O termo “conflito congelado” é um dos mais reveladores do nosso tempo. Descreve impasses que a diplomacia aprendeu a gerir sem resolver. Do Cáucaso à Transnístria, do Saara Ocidental à Caxemira, o mundo especializou-se em conter tensões, adiar soluções e chamar a isso estabilidade. Foi uma conquista civilizacional, mas também uma anestesia moral. Porque o mesmo gesto que impede o colapso pode cristalizar o futuro.
E é aqui que se impõe a pergunta: estaremos a assistir ao nascimento de um novo conflito congelado na Europa? A guerra na Ucrânia começa a parecer menos uma batalha e mais uma rotina. O entusiasmo inicial deu lugar a cálculos orçamentais, e as manchetes diárias a comunicados previsíveis. Enquanto isso, em Washington, fala-se mais de tarifas do que de trincheiras.
E é precisamente nas margens desse mapa que algo se começa a descongelar. Do Nepal a Marrocos, de Madagáscar ao Peru, a geração Z recusa a ideia de que o impasse é natural. As regiões onde o mundo congelou crises e adiou promessas são hoje as que fervem de desassossego. As geografias da imobilidade e a da revolta começam a coincidir.
Esta geração não conheceu o pós-guerra nem o otimismo das transições democráticas. Cresceu entre crises, guerras “administradas” e promessas de desenvolvimento que nunca chegaram. Assistiu à diplomacia a conter a violência e, ao mesmo tempo, a normalizar o impasse. E decidiu reagir. Cansada de esperar por consensos, tenta agora acelerar a história.

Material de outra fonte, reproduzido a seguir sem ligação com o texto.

//! Cotejar: deterministic cross-implementation conformance suite generation.
//!
//! Cotejar expands a catalogue of numeric array operations, optimizer update
//! rules and neural-network layer transforms into paired executable test
//! cases: each case constructs identical seeded random inputs, evaluates the
//! operation on the in-tree reference engine, and asserts that a target
//! implementation reproduces the outputs within a 2% tolerance of each
//! reduction statistic.
//!
//! # Quick Start
//!
//! ```
//! use cotejar::suite::{RustBackend, Session};
//!
//! let mut out = Vec::new();
//! let summary = Session::new()
//!     .generate(&RustBackend::default(), &mut out)
//!     .expect("catalogue is consistent");
//!
//! // Same seed, same catalogue: byte-identical output.
//! let mut again = Vec::new();
//! Session::new().generate(&RustBackend::default(), &mut again).unwrap();
//! assert_eq!(out, again);
//! assert!(summary.total() > 250);
//! ```
//!
//! # Modules
//!
//! - [`tensor`]: The reference engine — dense tensors, elementwise and
//!   reduction operations, the FFT family, seedable random synthesis
//! - [`nn`]: Layer transforms exercised by the layer catalogue
//! - [`optim`]: Single-step optimizer update rules
//! - [`suite`]: The generation engine — seeds, argument synthesis, the
//!   operation catalogue, case emitters, rendering backends
//! - [`error`]: Error type and `Result` alias

pub mod error;
pub mod nn;
pub mod optim;
pub mod prelude;
pub mod suite;
pub mod tensor;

De Rabat a Katmandu, de Antananarivo a Lima, há um padrão que se repete. No Nepal, as manifestações de junho forçaram a demissão do primeiro-ministro Pushpa Kamal Dahal e abriram caminho a um governo de emergência. Em Marrocos, o movimento Gen Z 212 começou num servidor de Discord e transformou-se numa rede de centenas de milhares de jovens que pedem reformas básicas em saúde e educação. Em Madagáscar, a vaga de protestos levou à fuga do presidente Andry Rajoelina e à criação de um governo interino militar. No Peru, a repressão policial matou um manifestante e feriu dezenas. Interpretar tudo isto como mera desordem pública é perder o essencial. Estas manifestações são o reflexo do desfasamento entre instituições que aprenderam a gerir o mundo e cidadãos que exigem que ele volte a mover-se. Não são revoluções no sentido clássico, mas explosões de impaciência cívica em países onde a promessa democrática se tornou rotina e a desigualdade norma.

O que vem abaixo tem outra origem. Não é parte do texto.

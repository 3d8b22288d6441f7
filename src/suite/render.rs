//! Pluggable rendering of target-language test syntax.
//!
//! Emitters never format target syntax themselves: every declaration,
//! invocation and assertion goes through the [`Render`] trait, so a
//! different target test framework can be substituted without touching the
//! synthesis or evaluation logic. [`RustBackend`] is the shipped
//! implementation; it emits a self-contained Rust test module against a
//! target tensor crate's API.

use super::catalog::FftSpec;
use crate::tensor::Dtype;

/// Axis qualifier of an expanded catalogue variant.
#[derive(Debug, Clone, Copy)]
pub enum Qualifier {
    Bare,
    Axis(isize),
    Axes(&'static [isize]),
}

/// Subset applied to a layer output before verification.
///
/// Exists because some normalization layers produce outputs whose global
/// mean and sum are structurally near zero, making the relative-tolerance
/// check meaningless.
#[derive(Debug, Clone, Copy, PartialEq, Eq)]
pub enum Subset {
    /// Verify the entire output.
    Full,
    /// Verify the `[..., 0]` column.
    Column,
    /// Verify the `[0, 0]` element slice.
    Element,
}

/// Target spelling of a binary operator.
#[derive(Debug, Clone, Copy)]
pub enum OpSpelling {
    /// Rendered infix, e.g. `+`.
    Symbol(&'static str),
    /// Rendered as a method call, e.g. `.eq(...)`.
    Method(&'static str),
}

/// Rendering backend interface.
///
/// One method per snippet shape the emitters need; every method returns
/// fully indented text including the trailing newline.
pub trait Render {
    fn suite_open(&self) -> String;
    fn suite_close(&self) -> String;
    fn case_open(&self, name: &str) -> String;
    fn case_close(&self) -> String;
    fn seed_pin(&self, seed: u64) -> String;

    fn declare_normal(&self, name: &str, shape: &[usize]) -> String;
    fn declare_normal_scalar(&self, name: &str) -> String;
    fn declare_uniform(&self, name: &str, low: f32, high: f32, shape: &[usize]) -> String;
    fn declare_randint(&self, name: &str, low: i32, high: i32, shape: &[usize]) -> String;
    fn declare_literal(&self, name: &str, value: f32) -> String;

    fn assert_shape(&self, expr: &str, shape: &[usize]) -> String;
    fn assert_dtype(&self, expr: &str, dtype: Dtype) -> String;
    fn assert_all(&self, expr: &str, expected: bool) -> String;
    fn assert_any(&self, expr: &str, expected: bool) -> String;
    fn assert_mean(&self, expr: &str, value: f32, accuracy: f32) -> String;
    fn assert_sum(&self, expr: &str, value: f32, accuracy: f32) -> String;
    fn assert_scalar(&self, expr: &str, value: f32, accuracy: f32) -> String;

    fn invoke_operator(
        &self,
        result: &str,
        spelling: &OpSpelling,
        lhs: &str,
        lhs_is_tensor: bool,
        rhs: &str,
        rhs_is_tensor: bool,
    ) -> String;
    fn invoke_method(&self, result: &str, recv: &str, name: &str, qualifier: &Qualifier) -> String;
    fn invoke_method2(&self, result: &str, recv: &str, name: &str, arg: &str) -> String;
    fn invoke_free1(&self, result: &str, name: &str, arg: &str, qualifier: &Qualifier) -> String;
    fn invoke_free2(&self, result: &str, name: &str, lhs: &str, rhs: &str) -> String;

    fn combine_complex(&self, out: &str, re: &str, im: &str) -> String;
    fn invoke_fft(&self, result: &str, name: &str, arg: &str, spec: &FftSpec) -> String;
    fn split_complex(&self, result: &str, real_name: &str, imag_name: &str) -> String;

    fn invoke_optimizer(&self, result: &str, ctor: &str, param: &str, grad: &str) -> String;
    /// Spelling of a keyed parameter lookup, e.g. `result["a"]`.
    fn keyed(&self, map_expr: &str, key: &str) -> String;
    fn invoke_layer(&self, result: &str, ctor: &str, input: &str, subset: Subset) -> String;
    fn invoke_quantize(
        &self,
        outputs: (&str, &str, &str),
        input: &str,
        group_size: usize,
        bits: u32,
    ) -> String;
}

/// Backend emitting a Rust test module against a target tensor crate.
pub struct RustBackend {
    target: String,
}

/// Case-body indentation (inside `mod` + `fn`).
const BODY: &str = "        ";
/// Case-level indentation (inside `mod`).
const CASE: &str = "    ";

impl RustBackend {
    #[must_use]
    pub fn new(target: impl Into<String>) -> Self {
        Self {
            target: target.into(),
        }
    }
}

impl Default for RustBackend {
    fn default() -> Self {
        Self::new("trueno")
    }
}

/// Shortest-roundtrip float literal (`{:?}` is stable and re-parses to the
/// same `f32`).
fn lit(v: f32) -> String {
    if v.is_finite() {
        format!("{v:?}")
    } else if v.is_nan() {
        "f32::NAN".to_string()
    } else if v > 0.0 {
        "f32::INFINITY".to_string()
    } else {
        "f32::NEG_INFINITY".to_string()
    }
}

fn shape_lit(shape: &[usize]) -> String {
    let inner: Vec<String> = shape.iter().map(ToString::to_string).collect();
    format!("[{}]", inner.join(", "))
}

fn axes_lit(axes: &[isize]) -> String {
    let inner: Vec<String> = axes.iter().map(ToString::to_string).collect();
    format!("&[{}]", inner.join(", "))
}

/// Operand spelling: tensors are passed by reference, scalars by value.
fn operand(name: &str, is_tensor: bool) -> String {
    if is_tensor {
        format!("&{name}")
    } else {
        name.to_string()
    }
}

impl Render for RustBackend {
    fn suite_open(&self) -> String {
        format!(
            "// Generated by cotejar-gen. Do not edit by hand.\n\
             //\n\
             // Each case pins a random seed, rebuilds the same inputs through the\n\
             // target stream, and checks results against statistics computed by the\n\
             // reference engine. Tolerances are 2% of the reference magnitude.\n\
             \n\
             mod {}_parity {{\n\
             {CASE}use {}::prelude::*;\n\
             \n",
            self.target, self.target
        )
    }

    fn suite_close(&self) -> String {
        "}\n".to_string()
    }

    fn case_open(&self, name: &str) -> String {
        format!("{CASE}#[test]\n{CASE}fn {name}() {{\n")
    }

    fn case_close(&self) -> String {
        format!("{CASE}}}\n")
    }

    fn seed_pin(&self, seed: u64) -> String {
        format!("{BODY}let mut stream = Stream::seed({seed});\n")
    }

    fn declare_normal(&self, name: &str, shape: &[usize]) -> String {
        format!("{BODY}let {name} = stream.normal(&{});\n", shape_lit(shape))
    }

    fn declare_normal_scalar(&self, name: &str) -> String {
        format!("{BODY}let {name} = stream.normal_scalar();\n")
    }

    fn declare_uniform(&self, name: &str, low: f32, high: f32, shape: &[usize]) -> String {
        format!(
            "{BODY}let {name} = stream.uniform({}, {}, &{});\n",
            lit(low),
            lit(high),
            shape_lit(shape)
        )
    }

    fn declare_randint(&self, name: &str, low: i32, high: i32, shape: &[usize]) -> String {
        format!(
            "{BODY}let {name} = stream.randint({low}, {high}, &{});\n",
            shape_lit(shape)
        )
    }

    fn declare_literal(&self, name: &str, value: f32) -> String {
        format!("{BODY}let {name} = {}f32;\n", lit(value))
    }

    fn assert_shape(&self, expr: &str, shape: &[usize]) -> String {
        if shape.is_empty() {
            format!("{BODY}assert!({expr}.shape().is_empty());\n")
        } else {
            format!("{BODY}assert_eq!({expr}.shape(), {});\n", shape_lit(shape))
        }
    }

    fn assert_dtype(&self, expr: &str, dtype: Dtype) -> String {
        format!("{BODY}assert_eq!({expr}.dtype(), Dtype::{});\n", dtype.name())
    }

    fn assert_all(&self, expr: &str, expected: bool) -> String {
        format!("{BODY}assert_eq!({expr}.all(), {expected});\n")
    }

    fn assert_any(&self, expr: &str, expected: bool) -> String {
        format!("{BODY}assert_eq!({expr}.any(), {expected});\n")
    }

    fn assert_mean(&self, expr: &str, value: f32, accuracy: f32) -> String {
        format!(
            "{BODY}assert_close!({expr}.mean(), {}, {});\n",
            lit(value),
            lit(accuracy)
        )
    }

    fn assert_sum(&self, expr: &str, value: f32, accuracy: f32) -> String {
        format!(
            "{BODY}assert_close!({expr}.sum(), {}, {});\n",
            lit(value),
            lit(accuracy)
        )
    }

    fn assert_scalar(&self, expr: &str, value: f32, accuracy: f32) -> String {
        format!(
            "{BODY}assert_close!({expr}, {}, {});\n",
            lit(value),
            lit(accuracy)
        )
    }

    fn invoke_operator(
        &self,
        result: &str,
        spelling: &OpSpelling,
        lhs: &str,
        lhs_is_tensor: bool,
        rhs: &str,
        rhs_is_tensor: bool,
    ) -> String {
        match spelling {
            OpSpelling::Symbol(op) => format!(
                "{BODY}let {result} = {} {op} {};\n",
                operand(lhs, lhs_is_tensor),
                operand(rhs, rhs_is_tensor)
            ),
            OpSpelling::Method(m) => format!(
                "{BODY}let {result} = {lhs}.{m}({});\n",
                operand(rhs, rhs_is_tensor)
            ),
        }
    }

    fn invoke_method(&self, result: &str, recv: &str, name: &str, qualifier: &Qualifier) -> String {
        match qualifier {
            Qualifier::Bare => format!("{BODY}let {result} = {recv}.{name}();\n"),
            Qualifier::Axis(a) => format!("{BODY}let {result} = {recv}.{name}_axis({a});\n"),
            Qualifier::Axes(list) => format!(
                "{BODY}let {result} = {recv}.{name}_axes({});\n",
                axes_lit(list)
            ),
        }
    }

    fn invoke_method2(&self, result: &str, recv: &str, name: &str, arg: &str) -> String {
        format!("{BODY}let {result} = {recv}.{name}(&{arg});\n")
    }

    fn invoke_free1(&self, result: &str, name: &str, arg: &str, qualifier: &Qualifier) -> String {
        match qualifier {
            Qualifier::Bare => format!("{BODY}let {result} = {name}(&{arg});\n"),
            Qualifier::Axis(a) => format!("{BODY}let {result} = {name}_axis(&{arg}, {a});\n"),
            Qualifier::Axes(list) => format!(
                "{BODY}let {result} = {name}_axes(&{arg}, {});\n",
                axes_lit(list)
            ),
        }
    }

    fn invoke_free2(&self, result: &str, name: &str, lhs: &str, rhs: &str) -> String {
        format!("{BODY}let {result} = {name}(&{lhs}, &{rhs});\n")
    }

    fn combine_complex(&self, out: &str, re: &str, im: &str) -> String {
        format!("{BODY}let {out} = Tensor::complex(&{re}, &{im});\n")
    }

    fn invoke_fft(&self, result: &str, name: &str, arg: &str, spec: &FftSpec) -> String {
        let first = match (spec.n, spec.s) {
            (Some(n), _) => format!("Some({n})"),
            (None, Some(s)) => format!("Some({})", axes_lit_usize(s)),
            (None, None) => "None".to_string(),
        };
        let second = match (spec.axis, spec.axes) {
            (Some(a), _) => format!("Some({a})"),
            (None, Some(list)) => format!("Some({})", axes_lit(list)),
            (None, None) => "None".to_string(),
        };
        format!("{BODY}let {result} = {name}(&{arg}, {first}, {second});\n")
    }

    fn split_complex(&self, result: &str, real_name: &str, imag_name: &str) -> String {
        format!(
            "{BODY}let {real_name} = {result}.real();\n{BODY}let {imag_name} = {result}.imag();\n"
        )
    }

    fn invoke_optimizer(&self, result: &str, ctor: &str, param: &str, grad: &str) -> String {
        format!(
            "{BODY}let mut parameters = Parameters::new();\n\
             {BODY}parameters.insert(\"a\", {param}.clone());\n\
             {BODY}let mut gradients = Parameters::new();\n\
             {BODY}gradients.insert(\"a\", {grad}.clone());\n\
             {BODY}let {result} = {ctor}.apply(&gradients, &parameters);\n"
        )
    }

    fn keyed(&self, map_expr: &str, key: &str) -> String {
        format!("{map_expr}[\"{key}\"]")
    }

    fn invoke_layer(&self, result: &str, ctor: &str, input: &str, subset: Subset) -> String {
        let suffix = match subset {
            Subset::Full => String::new(),
            Subset::Column => ".index_last(0)".to_string(),
            Subset::Element => ".index_prefix(&[0, 0])".to_string(),
        };
        format!(
            "{BODY}let layer = {ctor};\n\
             {BODY}let {result} = layer.forward(&mut stream, &{input}){suffix};\n"
        )
    }

    fn invoke_quantize(
        &self,
        outputs: (&str, &str, &str),
        input: &str,
        group_size: usize,
        bits: u32,
    ) -> String {
        format!(
            "{BODY}let ({}, {}, {}) = quantize(&{input}, {group_size}, {bits});\n",
            outputs.0, outputs.1, outputs.2
        )
    }
}

fn axes_lit_usize(axes: &[usize]) -> String {
    let inner: Vec<String> = axes.iter().map(ToString::to_string).collect();
    format!("&[{}]", inner.join(", "))
}

#[cfg(test)]
mod tests {
    use super::*;

    #[test]
    fn test_tolerance_literal_for_mean_of_ten() {
        let b = RustBackend::default();
        let line = b.assert_mean("result", 10.0, (10.0f32 * 0.02).abs());
        assert!(line.contains("10.0"));
        assert!(line.contains("0.2"), "line was: {line}");
    }

    #[test]
    fn test_operator_reference_spelling() {
        let b = RustBackend::default();
        let both = b.invoke_operator("result", &OpSpelling::Symbol("+"), "a", true, "b", true);
        assert_eq!(both, "        let result = &a + &b;\n");
        let scalar_lhs = b.invoke_operator("result", &OpSpelling::Symbol("+"), "a", false, "b", true);
        assert_eq!(scalar_lhs, "        let result = a + &b;\n");
    }

    #[test]
    fn test_method_spelling_for_comparison() {
        let b = RustBackend::default();
        let line = b.invoke_operator("result", &OpSpelling::Method("eq"), "a", true, "b", true);
        assert_eq!(line, "        let result = a.eq(&b);\n");
    }

    #[test]
    fn test_axis_qualifiers_compose_names() {
        let b = RustBackend::default();
        assert!(b
            .invoke_method("result", "a", "sum", &Qualifier::Axis(-1))
            .contains("a.sum_axis(-1)"));
        assert!(b
            .invoke_free1("result", "softmax", "a", &Qualifier::Axes(&[0, -1]))
            .contains("softmax_axes(&a, &[0, -1])"));
    }

    #[test]
    fn test_scalar_shape_assertion() {
        let b = RustBackend::default();
        assert!(b.assert_shape("result", &[]).contains("is_empty"));
        assert!(b.assert_shape("result", &[4, 3]).contains("[4, 3]"));
    }

    #[test]
    fn test_suite_wrapper_brackets() {
        let b = RustBackend::new("trueno");
        assert!(b.suite_open().contains("mod trueno_parity {"));
        assert_eq!(b.suite_close(), "}\n");
    }

    #[test]
    fn test_fft_argument_forms() {
        let b = RustBackend::default();
        let spec = FftSpec {
            n: Some(80),
            s: None,
            axis: None,
            axes: None,
        };
        assert!(b
            .invoke_fft("result", "fft", "c", &spec)
            .contains("fft(&c, Some(80), None)"));
        let spec = FftSpec {
            n: None,
            s: Some(&[10, 5]),
            axis: None,
            axes: Some(&[2, 1]),
        };
        assert!(b
            .invoke_fft("result", "fft2", "c", &spec)
            .contains("fft2(&c, Some(&[10, 5]), Some(&[2, 1]))"));
    }
}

Há riscos claros: a captura populista, a manipulação digital, a tentação autoritária. Mas há também o que falta quase em todo o resto: energia, sentido de urgência e esperança. A ironia é que o degelo chegou de onde menos se esperava. Não das mesas de negociação, mas das praças.
Enquanto a diplomacia trabalha, com a sua necessária lentidão, para manter o diálogo vivo, os jovens reagem à urgência do quotidiano. Falam de transportes, de escolas, de hospitais. É política em estado bruto, sem slogans, sem marketing ou uma estratégia elaborada de comunicação, nascida da sensação de que o Estado já não responde. A diplomacia continua a ser essencial. Evita o colapso, preserva a palavra, impede que o mundo se parta em mil pedaços. Mas talvez o que esta geração esteja a pedir não seja o fim da diplomacia, e sim que ela volte a inspirar. A paz que hoje procuramos já não é apenas ausência de guerra. É presença de dignidade.
O degelo é sempre caótico. Liberta o que estava reprimido, dissolve fronteiras, cria instabilidade. Mas é também profundamente humano. A apatia é uma forma de morte; o degelo, por mais turbulento que seja, é um sinal de vida.
O desafio é conciliar a prudência das instituições com a urgência das ruas. A diplomacia evita a catástrofe, mas a cidadania evita o conformismo. Uma sem a outra são estéreis. Talvez seja essa a mensagem implícita destes protestos: o mundo não precisa de mais gelo. Precisa de corrente. E se há uma ironia final em tudo isto, é esta: passámos anos a medir a temperatura do planeta e esquecemo-nos da temperatura da política. Pois bem, o clima mudou.